Your task:
Select and reproduce each line of the listing below that bears the string "ready".

Segment Start: Raw data

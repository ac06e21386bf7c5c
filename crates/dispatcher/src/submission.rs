use std::sync::Arc;

use chrono::Utc;
use jobservice_core::{JobError, JobResult};
use jobservice_domain::policy::build_policies;
use jobservice_domain::validation::{validate_job_id, validate_label_name, validate_partition_id};
use jobservice_domain::{JobRecord, JobStore, NewJob};
use tracing::{error, info, warn};

use crate::publisher::TaskPublisher;

/// 作业提交结果
#[derive(Debug, Clone, Copy, PartialEq, Eq)]
pub enum SubmissionOutcome {
    /// 首个任务已发布
    Published,
    /// 等待前置作业完成或延迟到期，任务稍后发布
    Waiting,
}

/// 作业提交服务: 校验、创建作业记录、发布首个任务，发布失败时回滚
pub struct JobSubmissionService {
    store: Arc<dyn JobStore>,
    publisher: Arc<TaskPublisher>,
}

impl JobSubmissionService {
    pub fn new(store: Arc<dyn JobStore>, publisher: Arc<TaskPublisher>) -> Self {
        Self { store, publisher }
    }

    pub fn validate(partition_id: &str, job_id: &str, job: &NewJob) -> JobResult<JobRecord> {
        validate_partition_id(partition_id)?;
        validate_job_id(job_id)?;
        for label in job.labels.keys() {
            validate_label_name(label)?;
        }
        for prerequisite in &job.prerequisite_job_ids {
            validate_job_id(prerequisite)?;
        }

        let task = job.task.to_definition()?;
        let policies = build_policies(&job.expiration, Utc::now())?;

        Ok(JobRecord {
            partition_id: partition_id.to_string(),
            job_id: job_id.to_string(),
            name: job.name.clone(),
            description: job.description.clone(),
            external_data: job.external_data.clone(),
            labels: job.labels.clone(),
            policies,
            task,
            prerequisite_job_ids: job.prerequisite_job_ids.clone(),
            delay: job.delay,
        })
    }

    pub async fn submit(
        &self,
        partition_id: &str,
        job_id: &str,
        job: &NewJob,
    ) -> JobResult<SubmissionOutcome> {
        let record = Self::validate(partition_id, job_id, job)?;

        let ready = self.store.create_job(&record).await?;
        if !ready {
            info!(
                "作业 {}:{} 已创建，等待前置作业或延迟到期",
                partition_id, job_id
            );
            return Ok(SubmissionOutcome::Waiting);
        }

        if let Err(e) = self.publisher.publish(partition_id, job_id, &record.task).await {
            error!("作业 {}:{} 的任务发布失败，回滚作业记录: {}", partition_id, job_id, e);
            if let Err(rollback) = self.store.delete_job(partition_id, job_id).await {
                warn!("回滚作业 {}:{} 失败: {}", partition_id, job_id, rollback);
            }
            return Err(JobError::Publish(
                "Failed to add task data to the queue.".to_string(),
            ));
        }

        info!("作业 {}:{} 已提交", partition_id, job_id);
        Ok(SubmissionOutcome::Published)
    }
}
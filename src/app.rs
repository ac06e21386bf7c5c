use std::path::Path;
use std::sync::Arc;

use anyhow::{Context, Result};
use jobservice_core::AppConfig;
use jobservice_dispatcher::{JobSubmissionService, SubmissionOutcome, TaskPublisher};
use jobservice_domain::NewJob;
use jobservice_infrastructure::{DatabaseManager, RabbitBroker};
use jobservice_worker::TrackingWorkerPool;
use tokio::sync::broadcast;
use tracing::{info, warn};

/// 应用运行模式
#[derive(Debug, Clone)]
pub enum AppMode {
    /// 运行跟踪Worker池
    Tracker,
    /// 提交一个作业后退出
    Submit {
        job_file: String,
        partition_id: String,
        job_id: String,
    },
}

/// 主应用程序
pub struct Application {
    config: AppConfig,
    database: DatabaseManager,
    broker: Arc<RabbitBroker>,
}

impl Application {
    pub async fn new(config: AppConfig) -> Result<Self> {
        let database = DatabaseManager::new(&config.database)
            .await
            .context("创建Job Store连接池失败")?;
        let broker = RabbitBroker::connect(config.message_queue.clone())
            .await
            .context("连接RabbitMQ失败")?;

        Ok(Self {
            config,
            database,
            broker: Arc::new(broker),
        })
    }

    /// 运行跟踪Worker池直到收到关闭信号
    pub async fn run_tracker(&self, shutdown_rx: broadcast::Receiver<()>) -> Result<()> {
        info!("启动跟踪Worker池");

        let pool = TrackingWorkerPool::new(
            Arc::clone(&self.broker),
            Arc::new(self.database.job_reporter()),
            self.config.tracking.clone(),
            self.config.publisher.clone(),
        );
        pool.run(shutdown_rx).await?;
        Ok(())
    }

    pub async fn submit(&self, partition_id: &str, job_id: &str, job: &NewJob) -> Result<SubmissionOutcome> {
        let publisher = Arc::new(self.broker.create_publisher().await?);
        let task_publisher = TaskPublisher::new(publisher.clone(), &self.config.publisher)?;
        let service = JobSubmissionService::new(
            Arc::new(self.database.job_store()),
            Arc::new(task_publisher),
        );

        let outcome = service.submit(partition_id, job_id, job).await;
        publisher.close().await;
        Ok(outcome?)
    }

    pub async fn close(&self) {
        if let Err(e) = self.broker.close().await {
            warn!("关闭RabbitMQ连接失败: {}", e);
        }
        self.database.close().await;
    }
}

/// 读取JSON格式的作业定义
pub fn load_job_file(path: impl AsRef<Path>) -> Result<NewJob> {
    let path = path.as_ref();
    let content = std::fs::read_to_string(path)
        .with_context(|| format!("读取作业文件失败: {}", path.display()))?;
    serde_json::from_str(&content).with_context(|| format!("解析作业文件失败: {}", path.display()))
}
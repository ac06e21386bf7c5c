use std::collections::BTreeMap;
use std::fmt;

use chrono::{DateTime, Utc};
use serde::{Deserialize, Serialize};

use crate::message::{TaskDefinition, WorkerAction};
use crate::policy::{ExpirationPolicy, PolicyStatus};

/// 作业在Job Store中的状态
#[derive(Debug, Clone, Copy, PartialEq, Eq, Hash, Serialize, Deserialize)]
pub enum JobStatus {
    Active,
    Cancelled,
    Completed,
    Failed,
    Paused,
    Waiting,
}

impl JobStatus {
    pub fn as_str(&self) -> &'static str {
        match self {
            JobStatus::Active => "Active",
            JobStatus::Cancelled => "Cancelled",
            JobStatus::Completed => "Completed",
            JobStatus::Failed => "Failed",
            JobStatus::Paused => "Paused",
            JobStatus::Waiting => "Waiting",
        }
    }
}

impl fmt::Display for JobStatus {
    fn fmt(&self, f: &mut fmt::Formatter<'_>) -> fmt::Result {
        f.write_str(self.as_str())
    }
}

/// 被拒绝任务的失败详情
#[derive(Debug, Clone, PartialEq, Eq, Serialize, Deserialize)]
#[serde(rename_all = "camelCase")]
pub struct JobFailure {
    pub failure_id: String,
    #[serde(with = "failure_time")]
    pub failure_time: DateTime<Utc>,
    pub failure_source: String,
    pub failure_message: String,
}

/// 没有来源信息时的失败来源
pub const UNKNOWN_FAILURE_SOURCE: &str = "Unknown - no source info";

impl JobFailure {
    pub fn to_json(&self) -> serde_json::Result<String> {
        serde_json::to_string(self)
    }
}

mod failure_time {
    use chrono::{DateTime, NaiveDateTime, Utc};
    use serde::{Deserialize, Deserializer, Serializer};

    const FORMAT: &str = "%Y-%m-%dT%H:%M:%S%.3fZ";

    pub fn serialize<S: Serializer>(time: &DateTime<Utc>, serializer: S) -> Result<S::Ok, S::Error> {
        serializer.serialize_str(&time.format(FORMAT).to_string())
    }

    pub fn deserialize<'de, D: Deserializer<'de>>(deserializer: D) -> Result<DateTime<Utc>, D::Error> {
        let text = String::deserialize(deserializer)?;
        NaiveDateTime::parse_from_str(&text, FORMAT)
            .map(|naive| naive.and_utc())
            .map_err(serde::de::Error::custom)
    }
}

/// 前置作业全部完成后可以开始执行的作业
#[derive(Debug, Clone, PartialEq, Eq)]
pub struct DependentJob {
    pub partition_id: String,
    pub job_id: String,
    pub task: TaskDefinition,
}

/// 作业提交请求
#[derive(Debug, Clone, Default, PartialEq, Serialize, Deserialize)]
#[serde(rename_all = "camelCase", default)]
pub struct NewJob {
    pub name: Option<String>,
    pub description: Option<String>,
    pub external_data: Option<String>,
    pub labels: BTreeMap<String, String>,
    pub expiration: BTreeMap<String, ExpirationPolicy>,
    pub task: WorkerAction,
    pub prerequisite_job_ids: Vec<String>,
    pub delay: u32,
}

/// 写入Job Store的作业记录
#[derive(Debug, Clone, PartialEq, Eq)]
pub struct JobRecord {
    pub partition_id: String,
    pub job_id: String,
    pub name: Option<String>,
    pub description: Option<String>,
    pub external_data: Option<String>,
    pub labels: BTreeMap<String, String>,
    pub policies: BTreeMap<PolicyStatus, ExpirationPolicy>,
    pub task: TaskDefinition,
    pub prerequisite_job_ids: Vec<String>,
    pub delay: u32,
}
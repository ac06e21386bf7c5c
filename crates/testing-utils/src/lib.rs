//! # Job Service Testing Utils
//!
//! In-memory implementations of the domain ports plus builders for tracked
//! task messages, shared by the unit tests of every crate in the workspace.
//!
//! ```toml
//! [dev-dependencies]
//! jobservice-testing-utils = { path = "../testing-utils" }
//! ```

pub mod builders;
pub mod mocks;

pub use builders::*;
pub use mocks::*;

Segment End: Raw data

Output:
        let ready = self.store.create_job(&record).await?;
        if !ready {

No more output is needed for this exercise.